Apart from that, why on earth would you go into detail about what sort of 'paper hankie' it was?


----------



## Edinburgher

london calling said:


> I've never heard of pocket tissues


Manufacturers call them that (here, for example) to distinguish them from the "regular" ones that come in a box.
They often have different specifications.  Tesco's pocket tissues are 4-ply, the boxed ones are only 3-ply.


----------



## JulianStuart

Edinburgher said:


> Manufacturers call them that (here, for example) to distinguish them from the "regular" ones that come in a box.
> They often have different specifications.  Tesco's pocket tissues are 4-ply, the boxed ones are only 3-ply.


As is often the case, a term is known only to a subset of people in the English speaking world.


----------



## Myridon

Edinburgher said:


> Manufacturers call them that (here, for example) to distinguish them from the "regular" ones that come in a box.
> They often have different specifications.  Tesco's pocket tissues are 4-ply, the boxed ones are only 3-ply.


When my nose is running, I'm not about to quibble over ply.  "I want a box tissue not a pocket tissue.
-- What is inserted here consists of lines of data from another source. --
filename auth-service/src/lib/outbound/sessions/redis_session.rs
use std::fmt;
use std::time::Duration;

use async_trait::async_trait;
use redis::aio::ConnectionManager;
use redis::AsyncCommands;

use crate::user::errors::SessionStoreError;
use crate::user::ports::SessionStore;

/// Session store backed by a Redis connection manager.
///
/// The manager reconnects on its own and is cheap to clone, so each call
/// works on its own handle.
#[derive(Clone)]
pub struct RedisSessionStore {
    conn: ConnectionManager,
    ttl: Option<Duration>,
}

impl fmt::Debug for RedisSessionStore {
    fn fmt(&self, f: &mut fmt::Formatter<'_>) -> fmt::Result {
        f.debug_struct("RedisSessionStore")
            .field("connection", &"ConnectionManager")
            .field("ttl", &self.ttl)
            .finish()
    }
}

impl RedisSessionStore {
    /// Connect to Redis.
    ///
    /// # Arguments
    /// * `redis_url` - Connection URL, e.g. `redis://127.0.0.1:6379`
    /// * `ttl` - Expiry applied to every session record; `None` keeps them until evicted
    ///
    /// # Errors
    /// * `ConnectionFailed` - URL is invalid or the server is unreachable
    pub async fn connect(redis_url: &str, ttl: Option<Duration>) -> Result<Self, SessionStoreError> {
        let client = redis::Client::open(redis_url).map_err(|e| {
            SessionStoreError::ConnectionFailed(format!("Failed to create Redis client: {e}"))
        })?;

        let conn = ConnectionManager::new(client).await.map_err(|e| {
            SessionStoreError::ConnectionFailed(format!("Failed to connect to Redis: {e}"))
        })?;

        tracing::info!(ttl_seconds = ?ttl.map(|t| t.as_secs()), "Connected to Redis session store");

        Ok(Self { conn, ttl })
    }
}

#[async_trait]
impl SessionStore for RedisSessionStore {
    async fn store(&self, key: &str, email: &str) -> Result<(), SessionStoreError> {
        let mut conn = self.conn.clone();

        match self.ttl {
            Some(ttl) => conn
                .set_ex::<_, _, ()>(key, email, ttl.as_secs())
                .await
                .map_err(|e| SessionStoreError::WriteFailed(format!("Redis SETEX failed: {e}")))?,
            None => conn
                .set::<_, _, ()>(key, email)
                .await
                .map_err(|e| SessionStoreError::WriteFailed(format!("Redis SET failed: {e}")))?,
        }

        tracing::debug!("Session recorded");

        Ok(())
    }

    async fn find(&self, key: &str) -> Result<Option<String>, SessionStoreError> {
        let mut conn = self.conn.clone();

        conn.get::<_, Option<String>>(key)
            .await
            .map_err(|e| SessionStoreError::ReadFailed(format!("Redis GET failed: {e}")))
    }
}
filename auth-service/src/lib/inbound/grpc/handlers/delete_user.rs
use std::sync::Arc;

use tonic::Status;

use crate::domain::user::models::RoleId;
use crate::domain::user::models::UserId;
use crate::domain::user::ports::UserServicePort;
use crate::proto::DeleteUserRequest;
use crate::proto::DeleteUserResponse;

pub async fn delete_user<S: UserServicePort>(
    service: Arc<S>,
    request: DeleteUserRequest,
) -> Result<DeleteUserResponse, Status> {
    service
        .delete_user(RoleId(request.role_id), UserId(request.user_id))
        .await?;

    Ok(DeleteUserResponse {
        message: "User deleted successfully".to_string(),
    })
}
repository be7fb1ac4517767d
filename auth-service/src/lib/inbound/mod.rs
pub mod grpc;
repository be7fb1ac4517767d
use std::sync::Arc;

use auth::Authenticator;
use auth_service::config::Config;
use auth_service::domain::user::service::UserService;
use auth_service::inbound::grpc::AuthGrpcService;
use auth_service::outbound::repositories::PostgresUserRepository;
use auth_service::outbound::sessions::RedisSessionStore;
use auth_service::proto::auth_service_server::AuthServiceServer;
use sqlx::postgres::PgPoolOptions;
use tonic::transport::Server;
use tracing_subscriber::layer::SubscriberExt;
use tracing_subscriber::util::SubscriberInitExt;

#[tokio::main]
async fn main() -> Result<(), anyhow::Error> {
    tracing_subscriber::registry()
        .with(
            tracing_subscriber::EnvFilter::try_from_default_env()
                .unwrap_or_else(|_| "auth_service=debug".into()),
        )
        .with(tracing_subscriber::fmt::layer())
        .init();

    tracing::info!(
        service = "auth-service",
        version = env!("CARGO_PKG_VERSION"),
        "Service starting"
    );

    let config = Config::load()?;

    tracing::info!(
        grpc_port = config.server.grpc_port,
        max_connections = config.database.max_connections,
        session_ttl_seconds = ?config.session.ttl_seconds,
        "Configuration loaded"
    );

    let pg_pool = PgPoolOptions::new()
        .max_connections(config.database.max_connections)
        .connect(&config.database.url)
        .await?;
    tracing::info!(
        max_connections = config.database.max_connections,
        database = "postgresql",
        "Database connection pool created"
    );

    sqlx::migrate!("./migrations").run(&pg_pool).await?;
    tracing::info!(database = "postgresql", "Database migrations completed");

    let session_store =
        Arc::new(RedisSessionStore::connect(&config.redis.url, config.session.ttl()).await?);

    let authenticator = Arc::new(Authenticator::new(config.jwt.secret.as_bytes()));
    let user_repository = Arc::new(PostgresUserRepository::new(pg_pool));

    let user_service = Arc::new(UserService::new(
        user_repository,
        session_store,
        authenticator,
    ));

    let grpc_address = format!("0.0.0.0:{}", config.server.grpc_port).parse()?;
    let grpc_service = AuthGrpcService::new(user_service);
    tracing::info!(
        address = %grpc_address,
        port = config.server.grpc_port,
        protocol = "grpc",
        "gRpc server listening"
    );

    Server::builder()
        .add_service(AuthServiceServer::new(grpc_service))
        .serve(grpc_address)
        .await?;

    tracing::info!("Server exited");

    Ok(())
}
The pocket tissues are too thick!"


Hermione Golightly said:


> If the context is offering somebody a kleenex, I can't imagine the pettiness of taking one out of one's own packet, not to mention the unhygenic possibilities. You offer the packet so the person can remove their own.
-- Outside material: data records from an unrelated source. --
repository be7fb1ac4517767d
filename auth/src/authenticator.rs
use crate::jwt::Claims;
use crate::jwt::JwtError;
use crate::jwt::JwtHandler;
use crate::jwt::RoleClaim;
use crate::password::PasswordError;
use crate::password::PasswordHasher;

/// Authentication coordinator combining password verification and session
/// token issuance.
///
/// Built once at startup from the configured signing secret and shared
/// read-only afterwards.
pub struct Authenticator {
    password_hasher: PasswordHasher,
    jwt_handler: JwtHandler,
}

/// Result of successful authentication.
pub struct AuthenticationResult {
    /// Signed session token
    pub access_token: String,
}

/// Authentication operation errors.
#[derive(Debug, thiserror::Error)]
pub enum AuthenticationError {
    #[error("Invalid credentials")]
    InvalidCredentials,

    #[error("JWT error: {0}")]
    JwtError(#[from] JwtError),
}

impl Authenticator {
    /// Create a new authenticator.
    ///
    /// # Arguments
    /// * `jwt_secret` - Secret key for token signing
    pub fn new(jwt_secret: &[u8]) -> Self {
        Self {
            password_hasher: PasswordHasher::new(),
            jwt_handler: JwtHandler::new(jwt_secret),
        }
    }

    /// Hash a password for storage.
    ///
    /// # Errors
    /// * `PasswordError` - Hashing operation failed
    pub fn hash_password(&self, password: &str) -> Result<String, PasswordError> {
        self.password_hasher.hash(password)
    }

    /// Check a plaintext password against a stored hash.
    pub fn verify_password(&self, password: &str, stored_hash: &str) -> bool {
        self.password_hasher.verify(password, stored_hash)
    }

    /// Verify credentials and issue a session token.
    ///
    /// # Arguments
    /// * `password` - Plaintext password to verify
    /// * `stored_hash` - Stored password hash
    /// * `claims` - Claims to sign once the password checks out
    ///
    /// # Errors
    /// * `InvalidCredentials` - Password does not match, or the stored hash is unusable
    /// * `JwtError` - Token generation failed
    pub fn authenticate(
        &self,
        password: &str,
        stored_hash: &str,
        claims: &Claims,
    ) -> Result<AuthenticationResult, AuthenticationError> {
        if !self.verify_password(password, stored_hash) {
            return Err(AuthenticationError::InvalidCredentials);
        }

        let access_token = self.jwt_handler.encode(claims)?;

        Ok(AuthenticationResult { access_token })
    }

    /// Issue a session token for the given identity without checking a password.
    ///
    /// # Errors
    /// * `JwtError` - Token generation failed
    pub fn issue_token(
        &self,
        user_id: i32,
        email: &str,
        roles: Vec<RoleClaim>,
    ) -> Result<String, JwtError> {
        self.jwt_handler
            .encode(&Claims::for_user(user_id, email, roles))
    }

    /// Validate a session token and return its claims.
    ///
    /// # Errors
    /// * `JwtError` - Token is malformed, forged, or signed with another algorithm
    pub fn validate_token(&self, token: &str) -> Result<Claims, JwtError> {
        self.jwt_handler.decode(token)
    }
}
How did people survive all those years when handkerchiefs didn't come in hygenically sealed plastic?  If you have some loose kleenex in your pocket (that aren't used, of course), I would gladly use one. A little pocket lint isn't going to kill me. It's just as clean as the outside of the packet that you're expecting me to touch just before touching my face.


----------



## meijin

Hermione Golightly said:


> I can't imagine the pettiness of taking one out of one's own packet,


I agree. A parent might take one out for their child, though. The photo in the OP is probably showing that.



Myridon said:


> Here, a woman might have one of those packages in her purse, but most people would put them in their cars or put them in a suitcase on trips. It's considered more of a "travel size" than a "pocket size."


Rereading this comment, I can't help wondering what men in your country do when they suddenly want to blow their noses on the street. No one in Japan blows their nose on a handkerchief.


----------



## heypresto

They use one of the set of three handkerchiefs with their initial embroidered in the corner that they were given at Christmas. Or a tissue.


----------



## ewie

Back in the Old Century a manufacturer here used to call (extra-?)large tissues _man-size  _

@Hermione Golightly : It would never occur to me to use the word _kleenex/Kleenex_ rather than _tissue _


----------



## Edinburgher

meijin said:


> No one in Japan blows their nose on a handkerchief.


How strange.  What do they do with them, then? It's one of their principal uses (apart from wiping sweat off one's brow, or drying one's tears of despair at, for example, someone else using theirs to wipe the oil off an engine dipstick).

When I was small, we were encouraged to change our handkerchiefs daily.  I had a set of seven, each printed with the name of a different day of the week.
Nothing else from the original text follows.